Podify: a web-based platform for podcast streaming and consumption specifically designed for research. Published at SIGIR2023.

License

Notifications You must be signed in to change notification settings

NeuraSearch/Podify

Repository files navigation

Podify: A Podcast Streaming Platform with Automatic Logging of User Behaviour for Academic Research

Podify is the first podcast streaming service specifically designed for academic research. With high resemblances to existing modern streaming services, and a scalable design to accommodate large-scale user studies, it implements a customisable catalogue search, with manual playlist creation and curation, podcast listening, and explicit and implicit feedback collection mechanisms. With all user interactions automatically logged by the platform and easily exportable in a readable format for subsequent analysis, Podify aims to reduce the overhead researchers face when conducting user studies.

This repository contains the source code for the platform outlined in the Demonstration Paper Podify: A Podcast Streaming Platform with Automatic Logging of User Behaviour for Academic Research, accepted at the 46th International ACM SIGIR Conference on Research and Development in Information Retrieval (SIGIR2023).

For the YouTube presentation of this platform, please click here.

To know more about our research activities at NeuraSearch Laboratory, please follow us on Twitter (@NeuraSearch) and to get notified of future uploads please subscribe to our YouTube channel!

Installation

  1. Ruby v3.0.2
    • It is recommended to use a version manager such as rbenv
  2. Bundler:
    • gem install bundler
  3. Ruby on Rails:
    • cd Podify
    • bundle install
  4. Redis
  5. Docker
  6. FFmpeg
  7. geoip-database
    • It is preinstalled on Heroku
    • sudo apt-get install geoip-database
  8. Tailwind CSS
    • cd Podify
    • ./bin/rails tailwindcss:install

Run Podify

In a terminal window, and from the root folder (cd Podify), run:

./bin/dev

Navigate to localhost:3000 from your local browser.

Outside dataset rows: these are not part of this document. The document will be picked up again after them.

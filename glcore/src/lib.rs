pub mod error;
pub mod identity;
pub mod navigation;
pub mod session;
pub mod storage;
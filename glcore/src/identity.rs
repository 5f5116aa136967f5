use async_trait::async_trait;
use serde::{Deserialize, Serialize};

use crate::{
    error::IdentityError,
    session::{
        AccessToken,
        UserProfile,
    },
};

/// The subset of the identity provider's `GET /user` response that gets
/// retained; every other field in the response is ignored.
#[derive(Clone, Debug, PartialEq, Deserialize, Serialize)]
pub struct ProviderUser {
    pub name: Option<String>,
    pub login: String,
    pub avatar_url: String,
}

impl From<ProviderUser> for UserProfile {
    fn from(value: ProviderUser) -> Self {
        let ProviderUser { name, login, avatar_url } = value;
        Self {
            name,
            login,
            avatar: avatar_url,
        }
    }
}

#[cfg_attr(target_arch = "wasm32", async_trait(?Send))]
#[cfg_attr(not(target_arch = "wasm32"), async_trait)]
pub trait IdentityBackend {
    async fn current_user(
        &self,
        token: &AccessToken,
    ) -> Result<UserProfile, IdentityError>;
}
use thiserror::Error;

#[non_exhaustive]
#[derive(Debug, Error)]
pub enum StorageError {
    #[error(transparent)]
    Serde(#[from] serde_json::Error),
    #[error(transparent)]
    Io(#[from] std::io::Error),
    /// The underlying store could not be reached (e.g. no window, or
    /// storage disabled by the user agent).
    #[error("storage unavailable: {0}")]
    Unavailable(String),
    #[error("storage backend error: {0}")]
    Backend(String),
}

#[non_exhaustive]
#[derive(Clone, Debug, Error, PartialEq)]
pub enum IdentityError {
    #[error("network error: {0}")]
    Network(String),
    #[error("identity provider responded with status {0}")]
    Status(u16),
    #[error("failed to decode identity provider response: {0}")]
    Decode(String),
}

#[non_exhaustive]
#[derive(Clone, Debug, Error, PartialEq)]
pub enum NavigationError {
    #[error("navigation unavailable: {0}")]
    Unavailable(String),
    #[error("navigation to {url:?} failed: {reason}")]
    Failed {
        url: String,
        reason: String,
    },
}
use glcore::{
    error::StorageError,
    storage::KeyValueStore,
};
use std::{
    cell::RefCell,
    collections::BTreeMap,
    fs,
    io::ErrorKind,
    path::{Path, PathBuf},
};

/// A key-value store persisted as a single JSON object on disk, written
/// through on every change.
pub struct FileStore {
    path: PathBuf,
    entries: RefCell<BTreeMap<String, String>>,
}

impl FileStore {
    pub fn open(path: impl Into<PathBuf>) -> Result<Self, StorageError> {
        let path = path.into();
        let entries = match fs::read(&path) {
            Ok(bytes) => serde_json::from_slice(&bytes)?,
            Err(e) if e.kind() == ErrorKind::NotFound => {
                log::debug!("no store at {path:?}; starting empty");
                BTreeMap::new()
            }
            Err(e) => Err(e)?,
        };
        Ok(Self {
            path,
            entries: RefCell::new(entries),
        })
    }

    pub fn path(&self) -> &Path {
        &self.path
    }

    fn persist(&self, entries: &BTreeMap<String, String>) -> Result<(), StorageError> {
        if let Some(parent) = self.path.parent() {
            fs::create_dir_all(parent)?;
        }
        log::trace!("writing store to {:?}", self.path);
        fs::write(&self.path, serde_json::to_vec_pretty(entries)?)?;
        Ok(())
    }
}

impl KeyValueStore for FileStore {
    fn get(&self, key: &str) -> Result<Option<String>, StorageError> {
        Ok(self.entries.borrow().get(key).cloned())
    }

    fn set(&self, key: &str, value: &str) -> Result<(), StorageError> {
        let mut entries = self.entries.borrow_mut();
        entries.insert(key.to_string(), value.to_string());
        self.persist(&entries)
    }

    fn remove(&self, key: &str) -> Result<(), StorageError> {
        let mut entries = self.entries.borrow_mut();
        if entries.remove(key).is_some() {
            self.persist(&entries)?;
        }
        Ok(())
    }
}
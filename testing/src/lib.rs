pub mod core;
pub mod navigation;
pub mod storage;
use glcore::{
    error::{
        NavigationError,
        StorageError,
    },
    navigation::{
        ExecutionContext,
        Navigator,
    },
    storage::KeyValueStore,
};
use js_sys::Object;
use wasm_bindgen::JsValue;
use web_sys::{
    Storage,
    Window,
};

fn describe(e: JsValue) -> String {
    e.as_string().unwrap_or_else(|| format!("{e:?}"))
}

fn window() -> Option<Window> {
    // the bindings are only callable from within a wasm module
    if cfg!(target_arch = "wasm32") {
        web_sys::window()
    } else {
        None
    }
}

/// `Browser` only when there is a window to act upon.
pub fn execution_context() -> ExecutionContext {
    match window() {
        Some(_) => ExecutionContext::Browser,
        None => ExecutionContext::Server,
    }
}

/// The window's `localStorage`.
#[derive(Clone, Copy, Debug, Default)]
pub struct LocalStore;

impl LocalStore {
    fn storage(&self) -> Result<Storage, StorageError> {
        window()
            .ok_or_else(|| StorageError::Unavailable("no window".to_string()))?
            .local_storage()
            .map_err(|e| StorageError::Backend(describe(e)))?
            .ok_or_else(|| StorageError::Unavailable("localStorage is disabled".to_string()))
    }
}

impl KeyValueStore for LocalStore {
    fn get(&self, key: &str) -> Result<Option<String>, StorageError> {
        self.storage()?
            .get_item(key)
            .map_err(|e| StorageError::Backend(describe(e)))
    }

    fn set(&self, key: &str, value: &str) -> Result<(), StorageError> {
        self.storage()?
            .set_item(key, value)
            .map_err(|e| StorageError::Backend(describe(e)))
    }

    fn remove(&self, key: &str) -> Result<(), StorageError> {
        self.storage()?
            .remove_item(key)
            .map_err(|e| StorageError::Backend(describe(e)))
    }
}

/// The window's history and location.
#[derive(Clone, Copy, Debug, Default)]
pub struct BrowserNavigator;

impl BrowserNavigator {
    fn window(&self) -> Result<Window, NavigationError> {
        window().ok_or_else(|| NavigationError::Unavailable("no window".to_string()))
    }
}

impl Navigator for BrowserNavigator {
    fn replace_history(&self, path: &str) -> Result<(), NavigationError> {
        self.window()?
            .history()
            .and_then(|history| history.replace_state_with_url(&Object::new(), "", Some(path)))
            .map_err(|e| NavigationError::Failed {
                url: path.to_string(),
                reason: describe(e),
            })
    }

    fn assign(&self, url: &str) -> Result<(), NavigationError> {
        self.window()?
            .location()
            .set_href(url)
            .map_err(|e| NavigationError::Failed {
                url: url.to_string(),
                reason: describe(e),
            })
    }
}

#[cfg(test)]
mod tests {
    use super::*;

    #[test]
    fn outside_browser() {
        assert_eq!(execution_context(), ExecutionContext::Server);
        assert!(matches!(LocalStore.get("user"), Err(StorageError::Unavailable(_))));
        assert!(matches!(
            BrowserNavigator.replace_history("/dashboard"),
            Err(NavigationError::Unavailable(_)),
        ));
        assert!(matches!(
            BrowserNavigator.assign("gitlight://access_token=abc123"),
            Err(NavigationError::Unavailable(_)),
        ));
    }
}
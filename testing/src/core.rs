use async_trait::async_trait;
use glcore::{
    error::IdentityError,
    identity::IdentityBackend,
    session::{
        AccessToken,
        UserProfile,
    },
};
use mockall::mock;

mock! {
    pub Identity {}

    #[async_trait]
    impl IdentityBackend for Identity {
        async fn current_user(
            &self,
            token: &AccessToken,
        ) -> Result<UserProfile, IdentityError>;
    }
}

pub fn profile() -> UserProfile {
    UserProfile {
        name: Some("The Octocat".to_string()),
        login: "octocat".to_string(),
        avatar: "https://avatars.githubusercontent.com/u/583231?v=4".to_string(),
    }
}

/// An identity provider that accepts exactly one token, expected to be
/// looked up `times` times.
pub fn identity_accepting(token: &'static str, times: usize) -> MockIdentity {
    let mut identity = MockIdentity::new();
    identity.expect_current_user()
        .withf(move |t| t.as_str() == token)
        .times(times)
        .returning(|_| Ok(profile()));
    identity
}

/// An identity provider that fails every lookup with `error`.
pub fn identity_failing(error: IdentityError, times: usize) -> MockIdentity {
    let mut identity = MockIdentity::new();
    identity.expect_current_user()
        .times(times)
        .returning(move |_| Err(error.clone()));
    identity
}

/// An identity provider that must never be consulted.
pub fn identity_unused() -> MockIdentity {
    let mut identity = MockIdentity::new();
    identity.expect_current_user()
        .never();
    identity
}

#[cfg(test)]
mod tests {
    use super::*;

    #[async_std::test]
    async fn smoke_test_identity() -> anyhow::Result<()> {
        let identity = identity_accepting("abc123", 1);
        assert_eq!(identity.current_user(&AccessToken::new("abc123")).await?, profile());

        let identity = identity_failing(IdentityError::Status(401), 1);
        assert_eq!(
            identity.current_user(&AccessToken::new("abc123")).await,
            Err(IdentityError::Status(401)),
        );
        Ok(())
    }
}
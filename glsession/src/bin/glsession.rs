use clap::{
    Parser,
    Subcommand,
};
use glcore::{
    error::NavigationError,
    navigation::{
        ExecutionContext,
        Navigation,
        Navigator,
    },
};
use glsession::{
    config::Config,
    github::GithubClient,
    resolver::{
        Builder as ResolverBuilder,
        Outcome,
    },
    store::FileStore,
};
use std::path::PathBuf;

#[derive(Debug, Parser)]
struct Cli {
    #[command(subcommand)]
    command: Commands,
    #[clap(long, value_name = "GITLIGHT_STORE", env = "GITLIGHT_STORE")]
    store: PathBuf,
    #[clap(flatten)]
    config: Config,
    #[clap(short = 'v', long = "verbose", action = clap::ArgAction::Count)]
    verbose: u8,
}

#[derive(Debug, Subcommand)]
enum Commands {
    /// Run a resolution pass for the URL against the store
    #[command(arg_required_else_help = true)]
    Resolve {
        url: String,
        /// Resolve as if not running inside a browser
        #[arg(long)]
        server: bool,
    },
    /// Show the stored session
    Status,
    /// Clear the stored session
    SignOut,
}

/// Reports navigation side effects rather than performing them.
struct ConsoleNavigator;

impl Navigator for ConsoleNavigator {
    fn replace_history(&self, path: &str) -> Result<(), NavigationError> {
        println!("history entry replaced with {path}");
        Ok(())
    }

    fn assign(&self, url: &str) -> Result<(), NavigationError> {
        println!("navigated to {url}");
        Ok(())
    }
}

#[tokio::main]
async fn main() -> anyhow::Result<()> {
    dotenvy::dotenv().ok();
    let args = Cli::parse();
    stderrlog::new()
        .module(module_path!())
        .module("glcore")
        .module("glsession")
        .verbosity((args.verbose as usize) + 1)
        .timestamp(stderrlog::Timestamp::Second)
        .init()?;

    let store = FileStore::open(&args.store)?;
    log::debug!("using store at {:?}", store.path());

    let context = match &args.command {
        Commands::Resolve { server: true, .. } => ExecutionContext::Server,
        _ => ExecutionContext::Browser,
    };
    let resolver = ResolverBuilder::new()
        .store(store)
        .identity(GithubClient::new(&args.config))
        .navigator(ConsoleNavigator)
        .context(context)
        .build()?;

    match args.command {
        Commands::Resolve { url, .. } => {
            let navigation = Navigation::from_url(&url);
            match resolver.resolve(&navigation).await? {
                Outcome::Skipped => println!("not resolved outside of a browser"),
                Outcome::Render(session) => {
                    println!("render {}", navigation.path());
                    if let Some(session) = session {
                        println!("{}", serde_json::to_string_pretty(&session.user)?);
                    }
                }
                Outcome::Redirect(redirect) => println!("redirect: {redirect}"),
            }
        }
        Commands::Status => {
            match resolver.current_session()? {
                Some(session) => {
                    let name = session.user.name.as_deref().unwrap_or("-");
                    println!("login: {}", session.user.login);
                    println!("name: {name}");
                    println!("avatar: {}", session.user.avatar);
                }
                None => println!("no session"),
            }
        }
        Commands::SignOut => {
            resolver.sign_out()?;
            println!("session cleared");
        }
    }

    Ok(())
}
use serde::{Deserialize, Serialize};

/// The opaque credential authorizing calls to the identity provider.
#[derive(Clone, Default, Eq, PartialEq, Deserialize, Serialize)]
#[serde(transparent)]
pub struct AccessToken(String);

#[derive(Clone, Debug, Eq, PartialEq, Deserialize, Serialize)]
pub struct UserProfile {
    pub name: Option<String>,
    pub login: String,
    pub avatar: String,
}

/// A resolved session; only ever constructed when both parts are present.
#[derive(Clone, Debug, PartialEq, Deserialize, Serialize)]
pub struct Session {
    pub user: UserProfile,
    pub access_token: AccessToken,
}

mod impls;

Before interacting with Podify, however, please complete the all the steps outlined below.

Elastic Search Instance

Run the following command prior to creating and seeding the database.

docker run \
    -d \
    --name elasticsearch-podify \
    --publish 9200:9200 \
    --env "discovery.type=single-node" \
    --env "cluster.name=elasticsearch-rails" \
    --env "cluster.routing.allocation.disk.threshold_enabled=false" \
    --rm \
    docker.elastic.co/elasticsearch/elasticsearch-oss:7.6.0

The Database

Creation and Seeding

Create and seed the PostgreSQL database, as specified in db/seeds.rb:

rails db:reset

In this step, an admin user is also created, with the following credentials:

These credentials can be used to access the admin dashboard, available at: localhost:3000/admin

Amazon Web Services (AWS)

Podify uses AWS S3 Buckets to generate the catalogue as well as downloading and storing the audio, transcript, and image files.

Please create a S3 Bucket and then edit the following credentials. Please make sure to provide the access_key_id, secret_access_key, region, and bucket_name values:

EDITOR="code --wait" bin/rails credentials:edit

Data Pre-Processing

Since Podify expects RSS feeds, it does not restrict its usage to only, for example, the Spotify Podcast Dataset. However, the RSS feeds originating from the Spotify Podcast Dataset were used for the demonstration paper. Thus, in order to pre-process the data for creation of the catalogue, the following scripts have to be executed:

  1. python3 utils/1-extract_episodes.py
    • [Requirement]: metadata.tsv of the Spotify Podcast Dataset
    • This script creates episodes.json from metadata.tsv. Only the episodes with valid metadata and RSS feed are included in the JSON file. This list of episodes will be the catalogue.
  2. python3 utils/2-download_audio_files.py
    • [Requirement]: setup rclone as documented in the Spotify Podcast Dataset README.md file
    • This script creates a new folder and it downloads the audio files from the Spotify Podcast Dataset for the episodes listed in episodes.json
  3. python3 utils/3-convert_transcripts_to_vtt.py
    • [Requirement]: a folder (podcasts-transcripts) that contains all the transcript files of the Spotify Podcast Dataset. The tar.gz files have to be extracted. The resulting podcasts-transcripts folder will be used by this script
    • This script converts the transcripts to a VTT format and to a word-level representation. The transcript will be uploaded during the catalogue creation to be indexed by the Elastic Search instance
  4. python3 utils/4-extract_transcript_files.py
    • This script, similar to step (2), creates a new folder and it fetches only the transcript files that are listed in episodes.json

Whilst Podify is built in Ruby on Rails, these scripts have been provided in Python. This is to ease the researchers' job of customising and adapting these procedures to their own needs.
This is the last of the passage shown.